TRENTON – Acting Attorney General John J. Hoffman and the Division on Civil Rights announced today that Wells Fargo Bank has agreed to strengthen its anti-discrimination policies as part of a settlement that resolves allegations a bank employee pressured a female loan applicant for sex, and that the bank took insufficient action upon learning of the alleged conduct.
In addition to updating its anti-discrimination and harassment policies, Wells Fargo has agreed to provide instruction to its human resources personnel on how to properly investigate employee-conduct-related customer complaints, and will pay the Division on Civil Rights $2,500. Under a separate agreement to which the Division is not a party, loan applicant Jeanine Johnson, of Newark, has resolved her complaint with Wells Fargo.

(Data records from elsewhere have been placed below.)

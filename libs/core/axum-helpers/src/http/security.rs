use axum::{
    extract::Request,
    http::{
        HeaderValue,
        header::{self, HeaderName},
    },
    middleware::Next,
    response::Response,
};

/// Adds a fixed set of security headers to every response:
/// - X-Content-Type-Options: nosniff
/// - X-Frame-Options: DENY
/// - Referrer-Policy: strict-origin-when-cross-origin
/// - Permissions-Policy: geolocation=(), microphone=(), camera=()
pub async fn security_headers(request: Request, next: Next) -> Response {
    let mut response = next.run(request).await;

    let headers = response.headers_mut();
    headers.insert(
        header::X_CONTENT_TYPE_OPTIONS,
        HeaderValue::from_static("nosniff"),
    );
    headers.insert(header::X_FRAME_OPTIONS, HeaderValue::from_static("DENY"));
    headers.insert(
        header::REFERRER_POLICY,
        HeaderValue::from_static("strict-origin-when-cross-origin"),
    );
    headers.insert(
        HeaderName::from_static("permissions-policy"),
        HeaderValue::from_static("geolocation=(), microphone=(), camera=()"),
    );

    response
}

“This settlement resolves very troubling allegations,” said Acting Attorney General Hoffman. “People who seek a bank loan have every right to anticipate that their privacy and their dignity will be respected, and that they will not be pressured to engage in any sort of unlawful and offensive quid pro quo bargain in order to obtain the loan they’ve requested.”
“The policy reform and staff training components of this settlement are particularly important,” said Division on Civil Rights Director Craig T. Sashihara. “Not only is it vital that Wells Fargo’s banking employees be reminded of what constitutes harassing behavior; it also is vital that the company’s human resources personnel be aware of how to conduct an effective, thorough investigation when a customer has complained about an employee’s words or actions.”
Johnson told Division on Civil Rights investigators that she was employed at a rest stop along the New Jersey Turnpike in January 2011 when she met a Wells Fargo personal banker who said he could help with a loan she hoped to obtain.
Johnson said she subsequently contacted the man and he suggested discussing her loan needs over dinner and a movie. Johnson declined that invitation but subsequently met the man at a diner for coffee. At that meeting she gave him her pay stubs and tax records, and filled out a Wells Fargo loan application, she said.
According to Johnson, the banker then began turning up at her workplace, pressuring her for dates and sending her text messages such as “I need sum affection” and asking when he would “get a treat” for his efforts on her behalf. Eventually, after she had rebuffed his overtures on numerous occasions, the banker became verbally abusive and advised Johnson he would not process her loan, she told investigators. He also allegedly sent Johnson a text message that read, “f--- u and ur loan.”
Johnson complained to the Wells Fargo branch in Madison, Morris County, where the banker worked, and where she’d once visited him to inquire about the progress of her loan application. According to Wells Fargo records, two managers subsequently interviewed the employee. He did not deny Johnson’s allegations, but said he’d been involved in a personal relationship with Johnson that predated her interest in a loan. The two supervisors cautioned the employee about the need to separate his personal and professional lives when dealing with banking matters, but otherwise took no action. They closed their internal review after speaking only with the alleged harasser, and never contacted Johnson for her version of events.
In February 2011, Wells Fargo terminated the employee, ostensibly over issues unrelated to Johnson’ harassment allegations.
The bank, which under terms of its settlement with the State admits no wrongdoing, never notified Johnson about the status of her loan application.
Deputy Attorney General Farng-Yi Foo, assigned to the Division of Law, Investigators Agnes Roncaglio and Ana Limo-Magras, and Regional Manager Carolyn Paul handled the Wells Fargo settlement on behalf of the Division on Civil Rights.